(Dataset entries)
---*---
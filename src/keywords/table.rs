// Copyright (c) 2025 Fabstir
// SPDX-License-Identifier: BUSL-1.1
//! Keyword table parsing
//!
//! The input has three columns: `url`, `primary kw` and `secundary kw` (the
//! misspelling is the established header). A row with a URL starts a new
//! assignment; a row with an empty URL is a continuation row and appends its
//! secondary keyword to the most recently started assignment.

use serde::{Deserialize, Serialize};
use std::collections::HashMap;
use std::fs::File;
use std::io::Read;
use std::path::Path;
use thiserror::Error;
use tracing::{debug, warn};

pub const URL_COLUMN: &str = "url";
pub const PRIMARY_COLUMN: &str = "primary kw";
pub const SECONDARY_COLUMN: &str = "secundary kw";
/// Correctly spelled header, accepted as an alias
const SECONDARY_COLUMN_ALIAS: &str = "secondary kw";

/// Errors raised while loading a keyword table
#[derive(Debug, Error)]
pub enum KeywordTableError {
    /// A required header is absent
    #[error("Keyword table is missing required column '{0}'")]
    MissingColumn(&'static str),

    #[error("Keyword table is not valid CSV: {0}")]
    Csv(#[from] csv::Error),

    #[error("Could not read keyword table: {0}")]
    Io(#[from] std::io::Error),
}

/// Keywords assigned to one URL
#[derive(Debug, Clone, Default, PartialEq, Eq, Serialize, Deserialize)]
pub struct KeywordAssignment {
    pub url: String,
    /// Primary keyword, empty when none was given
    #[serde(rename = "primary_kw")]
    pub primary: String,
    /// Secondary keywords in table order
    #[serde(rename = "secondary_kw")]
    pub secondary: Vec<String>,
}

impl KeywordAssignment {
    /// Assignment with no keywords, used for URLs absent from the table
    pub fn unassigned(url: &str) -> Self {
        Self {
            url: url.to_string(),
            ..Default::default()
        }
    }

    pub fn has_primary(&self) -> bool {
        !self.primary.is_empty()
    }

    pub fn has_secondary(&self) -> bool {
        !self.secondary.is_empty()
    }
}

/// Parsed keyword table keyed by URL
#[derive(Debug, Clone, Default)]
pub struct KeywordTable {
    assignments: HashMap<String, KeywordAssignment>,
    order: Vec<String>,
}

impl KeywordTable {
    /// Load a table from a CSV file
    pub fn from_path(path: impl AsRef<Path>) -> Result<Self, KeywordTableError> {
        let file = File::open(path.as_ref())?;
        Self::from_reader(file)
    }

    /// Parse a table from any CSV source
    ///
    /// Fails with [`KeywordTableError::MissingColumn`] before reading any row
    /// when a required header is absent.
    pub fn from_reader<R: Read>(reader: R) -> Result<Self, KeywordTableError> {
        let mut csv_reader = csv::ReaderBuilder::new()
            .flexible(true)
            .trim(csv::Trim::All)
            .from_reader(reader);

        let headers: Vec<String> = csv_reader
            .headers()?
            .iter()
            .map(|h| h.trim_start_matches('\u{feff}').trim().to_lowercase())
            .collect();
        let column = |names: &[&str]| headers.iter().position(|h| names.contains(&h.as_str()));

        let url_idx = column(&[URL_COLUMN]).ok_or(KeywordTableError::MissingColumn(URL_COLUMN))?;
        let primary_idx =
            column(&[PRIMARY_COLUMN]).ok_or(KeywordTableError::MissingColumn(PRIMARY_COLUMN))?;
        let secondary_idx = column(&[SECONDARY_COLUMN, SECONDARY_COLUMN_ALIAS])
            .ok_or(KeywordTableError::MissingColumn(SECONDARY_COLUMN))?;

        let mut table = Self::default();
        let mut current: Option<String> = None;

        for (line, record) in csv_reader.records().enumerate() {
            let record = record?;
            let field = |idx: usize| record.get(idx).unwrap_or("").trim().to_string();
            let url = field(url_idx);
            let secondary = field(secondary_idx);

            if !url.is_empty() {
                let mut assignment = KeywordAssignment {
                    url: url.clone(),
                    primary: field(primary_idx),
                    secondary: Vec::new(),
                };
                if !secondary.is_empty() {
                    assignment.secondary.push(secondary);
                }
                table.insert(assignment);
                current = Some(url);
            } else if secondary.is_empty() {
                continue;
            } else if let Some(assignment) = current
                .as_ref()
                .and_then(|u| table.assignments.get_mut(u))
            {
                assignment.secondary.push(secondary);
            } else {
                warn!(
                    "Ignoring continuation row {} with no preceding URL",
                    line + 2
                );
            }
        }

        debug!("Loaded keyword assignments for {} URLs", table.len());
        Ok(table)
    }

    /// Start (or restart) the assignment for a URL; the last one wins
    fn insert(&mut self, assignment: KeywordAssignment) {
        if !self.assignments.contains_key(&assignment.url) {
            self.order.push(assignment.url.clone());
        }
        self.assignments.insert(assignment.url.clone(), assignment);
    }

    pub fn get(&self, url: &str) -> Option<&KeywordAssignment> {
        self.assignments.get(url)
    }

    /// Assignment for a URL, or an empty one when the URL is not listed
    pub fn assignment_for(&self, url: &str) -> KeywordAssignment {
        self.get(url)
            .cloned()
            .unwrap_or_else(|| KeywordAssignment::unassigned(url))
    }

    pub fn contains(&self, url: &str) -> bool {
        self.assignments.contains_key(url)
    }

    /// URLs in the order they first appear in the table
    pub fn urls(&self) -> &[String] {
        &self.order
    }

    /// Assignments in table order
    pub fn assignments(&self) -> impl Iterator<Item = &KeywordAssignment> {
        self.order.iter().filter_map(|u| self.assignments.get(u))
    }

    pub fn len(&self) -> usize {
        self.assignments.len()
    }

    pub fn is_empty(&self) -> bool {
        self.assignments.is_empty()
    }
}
---*---
◆ **Exercise prompt**
Write down every line of the data above that includes the string "record".

◆ **Solution to this problem**
        for (line, record) in csv_reader.records().enumerate() {
            let record = record?;
            let field = |idx: usize| record.get(idx).unwrap_or("").trim().to_string();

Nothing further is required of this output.